Peart died in Santa Monica, California on Tuesday and had been suffering from brain cancer. A family spokesperson confirmed that Peart had been diagnosed with brain cancer three years ago, but hadn’t announced it publicly to the band’s massive fanbase.
Peart joined up with singer and bassist Geddy Lee and guitarist Alex Lifeson in 1974, after the band had released only one, self-titled album. He is often credited with being one of the best drummers in rock and roll history for his flamboyant, wild skills and style behind the kit. His massive drum kits were almost as legendary as the player himself, oftentimes with 40-plus pieces of percussions, chimes, gongs and cymbals. Peart penned songs like “Tom Sawyer” and with the band was renowned for his virtuoso instrumentation and musicianship.

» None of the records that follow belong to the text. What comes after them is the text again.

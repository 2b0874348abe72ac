//! Injectable time source.
//!
//! Persisted timestamps come from a [`Clock`] rather than ambient
//! `Utc::now()` calls so tests can pin and step "now" deterministically.

use chrono::{DateTime, Duration, Utc};
use parking_lot::Mutex;

/// A source of the current wall-clock time.
pub trait Clock: Send + Sync {
    /// The current time.
    fn now(&self) -> DateTime<Utc>;
}

/// The real system clock.
#[derive(Clone, Copy, Debug, Default)]
pub struct SystemClock;

impl Clock for SystemClock {
    fn now(&self) -> DateTime<Utc> {
        Utc::now()
    }
}

/// A manually-stepped clock for tests.
#[derive(Debug)]
pub struct FixedClock {
    now: Mutex<DateTime<Utc>>,
}

impl FixedClock {
    /// Create a fixed clock pinned at `start`.
    #[must_use]
    pub fn new(start: DateTime<Utc>) -> Self {
        Self {
            now: Mutex::new(start),
        }
    }

    /// Advance the clock by `delta`.
    pub fn advance(&self, delta: Duration) {
        let mut now = self.now.lock();
        *now += delta;
    }

    /// Pin the clock to a specific instant.
    pub fn set(&self, instant: DateTime<Utc>) {
        *self.now.lock() = instant;
    }
}

impl Clock for FixedClock {
    fn now(&self) -> DateTime<Utc> {
        *self.now.lock()
    }
}

#[cfg(test)]
mod tests {
    use super::*;

    #[test]
    fn system_clock_moves_forward() {
        let clock = SystemClock;
        let a = clock.now();
        let b = clock.now();
        assert!(b >= a);
    }

    #[test]
    fn fixed_clock_is_pinned() {
        let start = "2026-03-01T00:00:00Z".parse().unwrap();
        let clock = FixedClock::new(start);
        assert_eq!(clock.now(), start);
        assert_eq!(clock.now(), start);
    }

    #[test]
    fn fixed_clock_advances() {
        let start = "2026-03-01T00:00:00Z".parse().unwrap();
        let clock = FixedClock::new(start);
        clock.advance(Duration::seconds(90));
        assert_eq!(clock.now(), start + Duration::seconds(90));
    }

    #[test]
    fn fixed_clock_set() {
        let clock = FixedClock::new("2026-03-01T00:00:00Z".parse().unwrap());
        let later = "2026-04-01T12:30:00Z".parse().unwrap();
        clock.set(later);
        assert_eq!(clock.now(), later);
    }
}
//! The persistence collaborator contract.
//!
//! The channel subsystem does not own storage internals; it consumes them
//! through [`SessionStore`]. The contract is eventual and at-least-once —
//! implementations may defer writes internally and no synchronous
//! read-after-write guarantee is assumed by the sync engine.

use async_trait::async_trait;
use thiserror::Error;

use crate::record::{MessageRecord, SessionRecord};

/// Errors surfaced by a store implementation.
#[derive(Debug, Error)]
pub enum StoreError {
    /// The referenced session does not exist.
    #[error("session not found: {0}")]
    NotFound(String),

    /// Backend-specific failure (I/O, serialization, ...).
    #[error("store error: {0}")]
    Internal(String),
}

/// Convenience alias for store results.
pub type Result<T> = std::result::Result<T, StoreError>;

/// The upsert/append/clear contract consumed by the sync engine.
///
/// All ids are the normalized (lowercased) remote session id.
#[async_trait]
pub trait SessionStore: Send + Sync {
    /// Look up a session record.
    async fn find_session(&self, remote_session_id: &str) -> Result<Option<SessionRecord>>;

    /// Insert or replace a session record.
    async fn upsert_session(&self, record: SessionRecord) -> Result<()>;

    /// Append messages to a session.
    ///
    /// Implementations update the message count and preview; when
    /// `advance_timestamp` is set, last-modified moves to now.
    async fn append_messages(
        &self,
        remote_session_id: &str,
        messages: Vec<MessageRecord>,
        advance_timestamp: bool,
    ) -> Result<()>;

    /// Delete every session record and its messages together.
    async fn clear_all(&self) -> Result<()>;
}
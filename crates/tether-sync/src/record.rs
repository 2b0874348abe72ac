//! Persisted record shapes for the session store.

use chrono::{DateTime, Utc};
use serde::{Deserialize, Serialize};

/// Role of a persisted conversation message.
#[derive(Clone, Copy, Debug, PartialEq, Eq, Serialize, Deserialize)]
#[serde(rename_all = "snake_case")]
pub enum MessageRole {
    /// A user prompt (or mixed user content).
    User,
    /// An assistant response.
    Assistant,
    /// A tool result delivered back to the assistant.
    ToolResult,
}

/// One message as appended through the store contract: a role plus the
/// rendered display text.
#[derive(Clone, Debug, PartialEq, Serialize, Deserialize)]
pub struct MessageRecord {
    /// Who produced the message.
    pub role: MessageRole,
    /// Rendered display text.
    pub text: String,
}

impl MessageRecord {
    /// Create a new message record.
    #[must_use]
    pub fn new(role: MessageRole, text: impl Into<String>) -> Self {
        Self {
            role,
            text: text.into(),
        }
    }
}

/// A locally persisted session.
///
/// Records are created either by the UI (locally originated, placeholder
/// metadata) or by the sync engine from backend pushes. A listing entry
/// matching an existing record clears the locally-originated flag.
#[derive(Clone, Debug, PartialEq, Serialize, Deserialize)]
#[serde(rename_all = "camelCase")]
pub struct SessionRecord {
    /// Normalized (lowercased) remote session id.
    pub remote_session_id: String,
    /// Display name.
    pub name: String,
    /// Working directory on the backend host.
    pub working_directory: String,
    /// Recency ordering timestamp; live updates advance it, history
    /// replays do not.
    pub last_modified: DateTime<Utc>,
    /// Number of persisted messages.
    pub message_count: u64,
    /// Text of the most recently appended message.
    #[serde(skip_serializing_if = "Option::is_none")]
    pub preview: Option<String>,
    /// Unread messages (maintained by the UI collaborator).
    pub unread_count: u64,
    /// Whether this record was created by the UI before any backend
    /// confirmation.
    pub locally_originated: bool,
    /// Soft-delete flag.
    pub deleted: bool,
}

impl SessionRecord {
    /// A placeholder record for a remote session seen in a push before any
    /// listing: empty display metadata, backend-confirmed.
    #[must_use]
    pub fn placeholder(remote_session_id: impl Into<String>, now: DateTime<Utc>) -> Self {
        Self {
            remote_session_id: remote_session_id.into(),
            name: String::new(),
            working_directory: String::new(),
            last_modified: now,
            message_count: 0,
            preview: None,
            unread_count: 0,
            locally_originated: false,
            deleted: false,
        }
    }
}
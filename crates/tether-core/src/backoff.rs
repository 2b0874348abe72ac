//! Reconnection backoff calculation.
//!
//! Pure, sync-only math: the channel crate owns the actual timers and the
//! randomness source. Splitting the formula from the RNG keeps the bounds
//! testable without seeding.
//!
//! Formula for attempt `n` (0-indexed): `min(base * 2^n, max)` scaled by a
//! symmetric jitter of ±`jitter_factor`, floored at `floor_ms`. With the
//! defaults that is `min(2^n, 30)` seconds ± 25%, never below 750 ms.

use serde::{Deserialize, Serialize};

/// Default base delay in milliseconds (first retry ≈ 1 s).
pub const DEFAULT_BASE_DELAY_MS: u64 = 1000;
/// Default maximum delay in milliseconds (cap at 30 s).
pub const DEFAULT_MAX_DELAY_MS: u64 = 30_000;
/// Default jitter factor (±25%).
pub const DEFAULT_JITTER_FACTOR: f64 = 0.25;
/// Default delay floor in milliseconds.
pub const DEFAULT_FLOOR_MS: u64 = 750;

/// Reconnection backoff parameters.
#[derive(Clone, Debug, PartialEq, Serialize, Deserialize)]
#[serde(rename_all = "camelCase", default)]
pub struct ReconnectPolicy {
    /// Base delay for exponential backoff in ms.
    pub base_delay_ms: u64,
    /// Maximum delay between attempts in ms.
    pub max_delay_ms: u64,
    /// Jitter factor 0.0–1.0, applied symmetrically.
    pub jitter_factor: f64,
    /// Lower bound on any computed delay in ms.
    pub floor_ms: u64,
}

impl Default for ReconnectPolicy {
    fn default() -> Self {
        Self {
            base_delay_ms: DEFAULT_BASE_DELAY_MS,
            max_delay_ms: DEFAULT_MAX_DELAY_MS,
            jitter_factor: DEFAULT_JITTER_FACTOR,
            floor_ms: DEFAULT_FLOOR_MS,
        }
    }
}

impl ReconnectPolicy {
    /// Delay for attempt `n` with explicit randomness in `[0.0, 1.0)`.
    #[must_use]
    pub fn delay_ms(&self, attempt: u32, random: f64) -> u64 {
        backoff_delay_ms_with_random(
            attempt,
            self.base_delay_ms,
            self.max_delay_ms,
            self.jitter_factor,
            random,
        )
        .max(self.floor_ms)
    }
}

/// Calculate exponential backoff delay with explicit randomness.
///
/// `random` should be a value in `[0.0, 1.0)` from a PRNG. It maps to a
/// jitter multiplier in `[1 - jitter_factor, 1 + jitter_factor)`.
#[must_use]
#[allow(
    clippy::cast_precision_loss,
    clippy::cast_possible_truncation,
    clippy::cast_sign_loss
)]
pub fn backoff_delay_ms_with_random(
    attempt: u32,
    base_delay_ms: u64,
    max_delay_ms: u64,
    jitter_factor: f64,
    random: f64,
) -> u64 {
    let exponential = base_delay_ms.saturating_mul(1u64 << attempt.min(31));
    let capped = exponential.min(max_delay_ms);

    // Jitter: (1 + (random * 2 - 1) * jitter_factor)
    // Maps random [0,1) to [-jitter, +jitter)
    let jitter = 1.0 + (random * 2.0 - 1.0) * jitter_factor;
    let with_jitter = (capped as f64) * jitter;

    with_jitter.round().max(0.0) as u64
}

// ─────────────────────────────────────────────────────────────────────────────
// Tests
// ─────────────────────────────────────────────────────────────────────────────
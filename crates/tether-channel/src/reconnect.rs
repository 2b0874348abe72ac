//! Cancellable reconnect timer.
//!
//! At most one reconnect is pending at a time; scheduling replaces (and
//! cancels) any earlier pending attempt so stacked timers cannot each fire
//! a connect. `disconnect`, `force_reconnect`, and `update_endpoint` all
//! cancel through here before touching the socket.

use std::future::Future;
use std::time::Duration;

use parking_lot::Mutex;
use tokio_util::sync::CancellationToken;
use tracing::debug;

/// Owns the single pending reconnect task.
pub struct ReconnectScheduler {
    pending: Mutex<Option<CancellationToken>>,
}

impl ReconnectScheduler {
    /// Create a scheduler with nothing pending.
    #[must_use]
    pub fn new() -> Self {
        Self {
            pending: Mutex::new(None),
        }
    }

    /// Schedule `task` to run after `delay`, replacing any pending attempt.
    pub fn schedule<F>(&self, delay: Duration, task: F)
    where
        F: Future<Output = ()> + Send + 'static,
    {
        let token = CancellationToken::new();
        let guard = token.clone();
        if let Some(previous) = self.pending.lock().replace(token) {
            previous.cancel();
        }
        let _ = tokio::spawn(async move {
            tokio::select! {
                () = guard.cancelled() => {
                    debug!("pending reconnect cancelled");
                }
                () = tokio::time::sleep(delay) => {
                    task.await;
                    // Mark the slot as consumed so is_pending() goes false.
                    guard.cancel();
                }
            }
        });
    }

    /// Cancel any pending attempt.
    pub fn cancel(&self) {
        if let Some(token) = self.pending.lock().take() {
            token.cancel();
        }
    }

    /// Whether an attempt is scheduled and has neither fired nor been
    /// cancelled.
    #[must_use]
    pub fn is_pending(&self) -> bool {
        self.pending
            .lock()
            .as_ref()
            .is_some_and(|token| !token.is_cancelled())
    }
}

impl Default for ReconnectScheduler {
    fn default() -> Self {
        Self::new()
    }
}

// ─────────────────────────────────────────────────────────────────────────────
// Tests
// ─────────────────────────────────────────────────────────────────────────────
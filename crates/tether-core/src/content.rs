//! Content block types.
//!
//! Conversation messages pushed by the backend carry structured content
//! blocks. The block vocabulary is open-ended on the server side, so the
//! decoder maps unrecognized (or structurally incomplete) blocks to an
//! explicit [`ContentBlock::Unknown`] variant instead of failing the whole
//! frame or silently skipping — downstream rendering shows `[kind]` for
//! them.

use serde::de::{Deserializer, Error as _};
use serde::ser::{SerializeMap, Serializer};
use serde::{Deserialize, Serialize};
use serde_json::Value;

/// One block inside a conversation message.
#[derive(Clone, Debug, PartialEq)]
pub enum ContentBlock {
    /// Plain text.
    Text {
        /// The text content.
        value: String,
    },
    /// A tool the assistant invoked.
    ToolInvocation {
        /// Tool name.
        name: String,
        /// Tool arguments.
        parameters: serde_json::Map<String, Value>,
    },
    /// The outcome of a tool invocation.
    ToolOutcome {
        /// Raw result payload.
        payload: String,
        /// Whether the tool failed.
        is_error: bool,
    },
    /// Assistant reasoning text.
    Reasoning {
        /// The reasoning content.
        value: String,
    },
    /// A block the client does not understand.
    Unknown {
        /// The wire `type` tag (or `"unknown"` when absent).
        kind: String,
    },
}

impl ContentBlock {
    /// Create a text block.
    #[must_use]
    pub fn text(value: impl Into<String>) -> Self {
        Self::Text {
            value: value.into(),
        }
    }

    /// Create a reasoning block.
    #[must_use]
    pub fn reasoning(value: impl Into<String>) -> Self {
        Self::Reasoning {
            value: value.into(),
        }
    }

    /// Returns `true` if this is a text block.
    #[must_use]
    pub fn is_text(&self) -> bool {
        matches!(self, Self::Text { .. })
    }

    /// Returns `true` if this is a tool outcome block.
    #[must_use]
    pub fn is_tool_outcome(&self) -> bool {
        matches!(self, Self::ToolOutcome { .. })
    }

    /// Returns the text if this is a text block, `None` otherwise.
    #[must_use]
    pub fn as_text(&self) -> Option<&str> {
        match self {
            Self::Text { value } => Some(value),
            _ => None,
        }
    }

    /// Convert a decoded JSON value into a block.
    ///
    /// Known tags with their required fields intact map to their variant;
    /// anything else (unrecognized tag, missing tag, missing required
    /// field, non-object) becomes [`ContentBlock::Unknown`].
    #[must_use]
    fn from_value(value: &Value) -> Self {
        let Some(obj) = value.as_object() else {
            return Self::Unknown {
                kind: "unknown".to_owned(),
            };
        };
        let kind = obj.get("type").and_then(Value::as_str).unwrap_or("unknown");
        match kind {
            "text" => match obj.get("text").and_then(Value::as_str) {
                Some(text) => Self::Text {
                    value: text.to_owned(),
                },
                None => Self::Unknown {
                    kind: "text".to_owned(),
                },
            },
            "tool_use" => match obj.get("name").and_then(Value::as_str) {
                Some(name) => Self::ToolInvocation {
                    name: name.to_owned(),
                    parameters: obj
                        .get("parameters")
                        .and_then(Value::as_object)
                        .cloned()
                        .unwrap_or_default(),
                },
                None => Self::Unknown {
                    kind: "tool_use".to_owned(),
                },
            },
            "tool_result" => Self::ToolOutcome {
                payload: obj
                    .get("payload")
                    .and_then(Value::as_str)
                    .unwrap_or_default()
                    .to_owned(),
                is_error: obj
                    .get("isError")
                    .and_then(Value::as_bool)
                    .unwrap_or(false),
            },
            "thinking" => match obj.get("thinking").and_then(Value::as_str) {
                Some(thinking) => Self::Reasoning {
                    value: thinking.to_owned(),
                },
                None => Self::Unknown {
                    kind: "thinking".to_owned(),
                },
            },
            other => Self::Unknown {
                kind: other.to_owned(),
            },
        }
    }
}

impl<'de> Deserialize<'de> for ContentBlock {
    fn deserialize<D>(deserializer: D) -> Result<Self, D::Error>
    where
        D: Deserializer<'de>,
    {
        let value = Value::deserialize(deserializer)?;
        if value.is_object() {
            Ok(Self::from_value(&value))
        } else {
            Err(D::Error::custom("content block must be a JSON object"))
        }
    }
}

impl Serialize for ContentBlock {
    fn serialize<S>(&self, serializer: S) -> Result<S::Ok, S::Error>
    where
        S: Serializer,
    {
        match self {
            Self::Text { value } => {
                let mut map = serializer.serialize_map(Some(2))?;
                map.serialize_entry("type", "text")?;
                map.serialize_entry("text", value)?;
                map.end()
            }
            Self::ToolInvocation { name, parameters } => {
                let mut map = serializer.serialize_map(Some(3))?;
                map.serialize_entry("type", "tool_use")?;
                map.serialize_entry("name", name)?;
                map.serialize_entry("parameters", parameters)?;
                map.end()
            }
            Self::ToolOutcome { payload, is_error } => {
                let mut map = serializer.serialize_map(Some(3))?;
                map.serialize_entry("type", "tool_result")?;
                map.serialize_entry("payload", payload)?;
                map.serialize_entry("isError", is_error)?;
                map.end()
            }
            Self::Reasoning { value } => {
                let mut map = serializer.serialize_map(Some(2))?;
                map.serialize_entry("type", "thinking")?;
                map.serialize_entry("thinking", value)?;
                map.end()
            }
            Self::Unknown { kind } => {
                let mut map = serializer.serialize_map(Some(1))?;
                map.serialize_entry("type", kind)?;
                map.end()
            }
        }
    }
}

/// The nested body of a conversation message.
#[derive(Clone, Debug, Default, PartialEq, Serialize, Deserialize)]
pub struct MessageBody {
    /// Content blocks in display order.
    #[serde(default)]
    pub content: Vec<ContentBlock>,
}

/// One message as pushed inside `session_updated` / `session_history`
/// frames.
///
/// `system` and `summary` messages carry their text in the top-level `text`
/// field rather than in nested content blocks.
#[derive(Clone, Debug, Default, PartialEq, Serialize, Deserialize)]
#[serde(rename_all = "camelCase", default)]
pub struct ConversationMessage {
    /// Message kind (`user`, `assistant`, `summary`, `system`,
    /// `queue-operation`); absent on malformed pushes.
    #[serde(skip_serializing_if = "Option::is_none")]
    pub kind: Option<String>,
    /// Nested message body with content blocks.
    #[serde(skip_serializing_if = "Option::is_none")]
    pub message: Option<MessageBody>,
    /// Top-level text for `system` / `summary` messages.
    #[serde(skip_serializing_if = "Option::is_none")]
    pub text: Option<String>,
}

impl ConversationMessage {
    /// Build a message of the given kind from content blocks.
    #[must_use]
    pub fn with_blocks(kind: impl Into<String>, content: Vec<ContentBlock>) -> Self {
        Self {
            kind: Some(kind.into()),
            message: Some(MessageBody { content }),
            text: None,
        }
    }

    /// Build a message of the given kind carrying top-level text.
    #[must_use]
    pub fn with_text(kind: impl Into<String>, text: impl Into<String>) -> Self {
        Self {
            kind: Some(kind.into()),
            message: None,
            text: Some(text.into()),
        }
    }

    /// The content blocks, or an empty slice when the body is absent.
    #[must_use]
    pub fn blocks(&self) -> &[ContentBlock] {
        self.message.as_ref().map_or(&[], |m| m.content.as_slice())
    }
}

// ─────────────────────────────────────────────────────────────────────────────
// Tests
// ─────────────────────────────────────────────────────────────────────────────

Rush was inducted into the Rock and Roll Hall of Fame in 2013, and the band finished its final tour in 2015. That year, Peart announced his retirement from the band, citing his battle with chronic pain, including tendonitis. Rush was inducted into the Rock and Roll Hall of Fame in 2013.
Peart grew up in Ontario and took to music after being inspired by big band drummers such as Gene Krupa and Buddy Rich. The band’s prog rock music drew from jazz and hard rock influences equally, and Peart’s lyrics in particular blended fantasy and science fiction elements with deeper, philosophical themes. The band released a total of 19 studio albums and 11 live albums.
The height of the group’s popularity came during the 1980s, resulting in eight consecutive albums to reach the top 10 on the Billboard 200, from 1980’s “Permanent Waves” through 1989’s “Presto.” As their popularity grew, the band’s ’70s albums would also go on to attain gold or platinum status.